Muhammed Hamidullah

Muhammed Hamidullah

Muhammed Hamidullah, 1908 yılında Hindistan’ın güneyinde Hayrabat’ta doğdu. Orada Osmaniye Üniversitesinde okudu. Devletler hukuku üzerine doktora yaptı. 1947 yılında Hindistan hükümeti, siyasi sebeplerle kendisini vatandaşlıktan çıkardı. Fransa’ya gidip Paris’te ilmi araştırma azalığına girdi. Hamidullah bir hukuk doktoru ve tarihçidir. Daha ziyade İslamiyet hakkında yazdığı kitaplar ve verdiği konferanslarla tanınmıştır. Öne sürdüğü görüşlerin çoğu delilsiz ve şahsidir. İslam âlimlerine ve selef-i salihine güvenmediğini açıkladı. Batı filozofu ve müsteşrik gibiydi. Görüşlerinin; Şiiliğin İsmailiyye kolunun görüşlerine aynen benzemesi âlimler arasında şüphe uyandırdı. Bu bakımdan İsmaili olduğu kanaati yaygındır. Vahiyden ve nakilden evvel aklı ve tarihçiliği ön planda tutmuştur. Eserlerinin bazıları; İslam Peygamberi, İslam’a Giriş, Resulullah Muhammed vb. 19 Aralık 2002 tarihinde öldü.

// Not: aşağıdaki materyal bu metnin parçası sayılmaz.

/*
 * @Author       : 老董
 * @Date         : 2026-02-07
 * @Description  : rnn 模块单元测试
 *
 * `reference_gru`是逐元素三重循环的朴素实现，不做切块、不并行，
 * 用来与内核的输出逐位置比较。
 */

mod gru_errors;

use super::{ActivationFunc, DeepGru, Direction, GruConfig, PoolConfig, TraitActivation, WorkerPool};
use crate::tensor::Tensor;

/// 构建一个指定线程数与切块粒度的内核
fn kernel(config: GruConfig, num_threads: usize, rows_per_task: Option<usize>) -> DeepGru {
    let pool = WorkerPool::new(PoolConfig {
        num_threads,
        rows_per_task,
        ..Default::default()
    })
    .unwrap();
    DeepGru::new(config, pool)
}

/// 参考实现的全部输入（f64）
struct ReferenceCase<'a> {
    x: &'a Tensor<f64>,
    w: &'a Tensor<f64>,
    r: &'a Tensor<f64>,
    b: Option<&'a Tensor<f64>>,
    initial_h: Option<&'a Tensor<f64>>,
    sequence_lens: &'a [usize],
    config: &'a GruConfig,
}

/// 返回 (Y[t][d][b][h], Y_h[d][b][h])
#[allow(clippy::type_complexity)]
fn reference_gru(case: &ReferenceCase<'_>) -> (Vec<Vec<Vec<Vec<f64>>>>, Vec<Vec<Vec<f64>>>) {
    let shape = case.x.shape();
    let (seq_len, batch_size, input_size) = (shape[0], shape[1], shape[2]);
    let hs = case.config.hidden_size();
    let num_directions = case.config.num_directions();
    let clip = |v: f64| match case.config.clip() {
        Some(c) => v.max(-f64::from(c)).min(f64::from(c)),
        None => v,
    };

    let mut y = vec![vec![vec![vec![0.0; hs]; batch_size]; num_directions]; seq_len];
    let mut y_h = vec![vec![vec![0.0; hs]; batch_size]; num_directions];

    for (d, pass) in case.config.direction().passes().iter().enumerate() {
        let (gate, cand): (&ActivationFunc, &ActivationFunc) =
            case.config.activations().for_direction(d).unwrap();
        let bias = |i: usize| case.b.map_or(0.0, |b| b[[d, i]]);
        let order: Vec<usize> = match pass {
            Direction::Reverse => (0..seq_len).rev().collect(),
            _ => (0..seq_len).collect(),
        };

        for b in 0..batch_size {
            let mut h: Vec<f64> = (0..hs)
                .map(|j| case.initial_h.map_or(0.0, |h0| h0[[d, b, j]]))
                .collect();
            for &t in &order {
                if t >= case.sequence_lens[b] {
                    continue;
                }
                let wx = |row: usize| -> f64 {
                    (0..input_size)
                        .map(|i| case.w[[d, row, i]] * case.x[[t, b, i]])
                        .sum()
                };
                let rh = |row: usize, hv: &[f64]| -> f64 {
                    (0..hs).map(|k| case.r[[d, row, k]] * hv[k]).sum()
                };

                let z: Vec<f64> = (0..hs)
                    .map(|j| gate.activate(clip(wx(j) + rh(j, h.as_slice()) + bias(j) + bias(3 * hs + j))))
                    .collect();
                let rg: Vec<f64> = (0..hs)
                    .map(|j| {
                        gate.activate(clip(
                            wx(hs + j) + rh(hs + j, h.as_slice()) + bias(hs + j) + bias(4 * hs + j),
                        ))
                    })
                    .collect();
                let gated_h: Vec<f64> = (0..hs).map(|k| rg[k] * h[k]).collect();

                let next: Vec<f64> = (0..hs)
                    .map(|j| {
                        let row = 2 * hs + j;
                        let recurrent = if case.config.linear_before_reset() {
                            rg[j] * (rh(row, h.as_slice()) + bias(3 * hs + row))
                        } else {
                            rh(row, gated_h.as_slice()) + bias(3 * hs + row)
                        };
                        let n = cand.activate(clip(wx(row) + bias(row) + recurrent));
                        (1.0 - z[j]) * n + z[j] * h[j]
                    })
                    .collect();
                h = next;
                y[t][d][b] = h.clone();
            }
            y_h[d][b] = h;
        }
    }
    (y, y_h)
}

/// 逐元素比较内核输出与参考实现
fn assert_close_to_reference(
    y: &Tensor<f64>,
    y_h: &Tensor<f64>,
    expected: &(Vec<Vec<Vec<Vec<f64>>>>, Vec<Vec<Vec<f64>>>),
    epsilon: f64,
) {
    let (exp_y, exp_y_h) = expected;
    for (t, per_t) in exp_y.iter().enumerate() {
        for (d, per_d) in per_t.iter().enumerate() {
            for (b, per_b) in per_d.iter().enumerate() {
                for (j, &v) in per_b.iter().enumerate() {
                    approx::assert_abs_diff_eq!(y[[t, d, b, j]], v, epsilon = epsilon);
                }
            }
        }
    }
    for (d, per_d) in exp_y_h.iter().enumerate() {
        for (b, per_b) in per_d.iter().enumerate() {
            for (j, &v) in per_b.iter().enumerate() {
                approx::assert_abs_diff_eq!(y_h[[d, b, j]], v, epsilon = epsilon);
            }
        }
    }
}
use ndarray::LinalgScalar;
use num_traits::{Float, NumAssign};
use std::fmt::{Debug, Display};

/// GRU 内核支持的元素类型（目前为`f32`与`f64`），两者共用同一份算法实现。
///
/// 激活函数参数、clip 阈值等配置项统一以`f32`保存，计算时再经`from_param`转为元素类型。
pub trait GruFloat:
    Float + NumAssign + LinalgScalar + Default + Debug + Display + Send + Sync
{
    fn from_param(value: f32) -> Self;

    /// 把数值限制在`[-bound, bound]`内
    fn clip(self, bound: Self) -> Self {
        self.max(-bound).min(bound)
    }
}

impl GruFloat for f32 {
    fn from_param(value: f32) -> Self {
        value
    }
}

impl GruFloat for f64 {
    fn from_param(value: f32) -> Self {
        f64::from(value)
    }
}
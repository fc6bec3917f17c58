/*
 * @Author       : 老董
 * @Date         : 2026-02-06
 * @Description  : 单个方向的时间步驱动
 *
 * 正向按 t = 0..T 遍历，反向按 t = T-1..0 遍历。每个时间步、每个 batch 行:
 * - t < sequence_lens[b]：用 GRU 单元更新 h_b，并把 h_b 写入输出 y[t, b]
 * - 否则：h_b 保持不变，y[t, b] 置零
 * 因此循环结束后 h_b 即为该行最后一次有效更新的结果（正向为 t = len-1，反向为 t = 0）。
 *
 * batch 行按`rows_per_task`切块后并行计算；块之间不共享可写数据，
 * 而`run_tasks`返回前所有块都已完成，t+1 步读取到的一定是完整的 h(t)。
 */

use super::activation::TraitActivation;
use super::cell::GruCell;
use super::direction::Direction;
use super::pool::PoolSession;
use crate::utils::traits::float::GruFloat;
use ndarray::{Array1, Array2, Array3, ArrayView2, ArrayView3, ArrayViewMut2, Axis};
use tracing::{debug, trace};

/// 单个方向遍历结束后的结果
#[derive(Debug)]
pub(crate) struct DirectionState<T> {
    /// [T, batch, hidden]，仅在需要完整输出序列时保留
    pub(crate) sequence: Option<Array3<T>>,
    /// [batch, hidden]
    pub(crate) final_hidden: Array2<T>,
}

pub(crate) struct SequenceDriver<'c, 'w, T> {
    cell: &'c GruCell<'w, T>,
    direction: Direction,
    sequence_lens: &'c [usize],
}

impl<'c, 'w, T: GruFloat> SequenceDriver<'c, 'w, T> {
    /// `direction`只能是单向（`Forward`或`Reverse`）
    pub(crate) fn new(
        cell: &'c GruCell<'w, T>,
        direction: Direction,
        sequence_lens: &'c [usize],
    ) -> Self {
        debug_assert!(direction != Direction::Bidirectional);
        Self {
            cell,
            direction,
            sequence_lens,
        }
    }

    fn time_order(&self, seq_len: usize) -> Vec<usize> {
        match self.direction {
            Direction::Reverse => (0..seq_len).rev().collect(),
            Direction::Forward | Direction::Bidirectional => (0..seq_len).collect(),
        }
    }

    /// - `x`: [T, batch, input]
    /// - `initial_hidden`: [batch, hidden]，缺省为零
    pub(crate) fn run(
        &self,
        session: &PoolSession<'_>,
        x: ArrayView3<'_, T>,
        initial_hidden: Option<ArrayView2<'_, T>>,
        keep_sequence: bool,
    ) -> DirectionState<T> {
        let (seq_len, batch_size, _) = x.dim();
        let hidden_size = self.cell.hidden_size();
        let rows_per_task = session.rows_per_task(batch_size);

        let mut hidden = match initial_hidden {
            Some(h0) => h0.to_owned(),
            None => Array2::zeros((batch_size, hidden_size)),
        };
        let mut sequence = keep_sequence.then(|| Array3::zeros((seq_len, batch_size, hidden_size)));

        debug!(
            direction = %self.direction,
            seq_len,
            batch_size,
            rows_per_task,
            gate_activation = self.cell.gate_activation().name(),
            candidate_activation = self.cell.candidate_activation().name(),
            "开始单向遍历"
        );

        for t in self.time_order(seq_len) {
            let y_t = sequence.as_mut().map(|y| y.index_axis_mut(Axis(0), t));
            self.step_all_rows(
                session,
                t,
                x.index_axis(Axis(0), t),
                hidden.view_mut(),
                y_t,
                rows_per_task,
            );
            trace!(direction = %self.direction, t, "时间步完成");
        }

        DirectionState {
            sequence,
            final_hidden: hidden,
        }
    }

    /// 一个时间步：切块、提交、等待全部完成
    fn step_all_rows(
        &self,
        session: &PoolSession<'_>,
        t: usize,
        x_t: ArrayView2<'_, T>,
        mut hidden: ArrayViewMut2<'_, T>,
        mut y_t: Option<ArrayViewMut2<'_, T>>,
        rows_per_task: usize,
    ) {
        let num_blocks = hidden.nrows().div_ceil(rows_per_task);
        let y_blocks: Vec<Option<ArrayViewMut2<'_, T>>> = match y_t.as_mut() {
            Some(y) => y.axis_chunks_iter_mut(Axis(0), rows_per_task).map(Some).collect(),
            None => (0..num_blocks).map(|_| None).collect(),
        };

        let tasks: Vec<_> = hidden
            .axis_chunks_iter_mut(Axis(0), rows_per_task)
            .zip(y_blocks)
            .enumerate()
            .map(|(block, (h_block, y_block))| {
                let row_start = block * rows_per_task;
                move || self.step_rows(t, row_start, x_t, h_block, y_block)
            })
            .collect();

        session.run_tasks(tasks);
    }

    /// 处理一个连续行块：`h_block`/`y_block`的第 0 行对应 batch 中的第`row_start`行
    fn step_rows(
        &self,
        t: usize,
        row_start: usize,
        x_t: ArrayView2<'_, T>,
        mut h_block: ArrayViewMut2<'_, T>,
        mut y_block: Option<ArrayViewMut2<'_, T>>,
    ) {
        let mut h_next = Array1::zeros(self.cell.hidden_size());
        for (local, mut h_row) in h_block.outer_iter_mut().enumerate() {
            let row = row_start + local;
            if t < self.sequence_lens[row] {
                self.cell.step(x_t.row(row), h_row.view(), h_next.view_mut());
                h_row.assign(&h_next);
                if let Some(y) = y_block.as_mut() {
                    y.row_mut(local).assign(&h_row);
                }
            } else if let Some(y) = y_block.as_mut() {
                // 超出有效长度：状态保持，输出置零
                y.row_mut(local).fill(T::zero());
            }
        }
    }
}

Muhammed Hamidullah’a göre Peygamber Efendimizin (s.a.v.) peygamber olma süreci şöyledir: “Şayet kaynakların susması kâfi bir delil değilse onun belki de deniz yoluyla Habeşistan’a gittiği dahi hatıra gelebilir. Bütün bu seyahatler onun Bizans, Acem, Yemen ve Habeşistan ticari, idari, gelenek ve kanunlarını öğrenmesine yol açtı. Olgunluk yaşında, kırkında, bu tecrübeli adam kavmini ıslaha teşebbüs etti.” 1

Yani Kur’an; vahiy ile değil, bilgi toplamakla ve tecrübe edinmekle yazılmıştır demek istiyor Hamidullah. Kur’an-ı Kerim’de şöyle buyrulmaktadır: “Biz sana apaçık ayetler indirdik. Onları ancak fasık olanlar inkâr eder.” 2

“Onlar ki yanlarındaki Tevrat’ta ve İncil’de yazılı gördükleri ümmî ve nebi olan peygambere tabi olurlar. O peygamber onlara iyiliği emreder, kötülükten nehy eder. Tertemiz ve iyi olan şeyleri helal, kötü ve zararlı şeyleri haram eder, onların sırtındaki ağır yükü kaldırır. Onların zincirlerini kırar. O peygambere inanıp ona saygı gösteren, yardım eden onunla birlikte gönderilen nura uyanlar yok mu? Felah bulan onlardır. De ki: ‘Ey insanlar! Şüphesiz ben sizin hepinize göklerin ve yerin sahibi olan ve kendisinden başka ilah olmayan, hem diriltip hem öldüren Allah’ın Resulüyüm. Öyleyse Allah’a ve O’nun sözlerine iman eden Ümmi nebi olan Resulüne iman edin. Ve Ona tabi olun, taki, hidayete ermiş olasınız.'”3

Prof. Dr. Muhammed Hamidullah’ın buna benzer pek çok ifadesi mevcuttur. “İslam’ın zuhurunda yeryüzünde çok sayıda din vardı. Yeni bir dine ihtiyaç var mı idi? Ve onun muvaffakiyeti hangi şartlara bağlı idi? Bu soruya Prof. Philip k. Hitti’nin cevabı gayet veciz ve faydalıdır: ‘Aslî şekliyle İslamiyet, Sami kavimlere ait dinlerin mantıki mükemmelleşmesidir.”4

Hamidullah’ın tasvip edip beğendiği görüşe göre, İslam müstakil bir din değil, tekâmül sürecinde tamamlanmış bir dindir.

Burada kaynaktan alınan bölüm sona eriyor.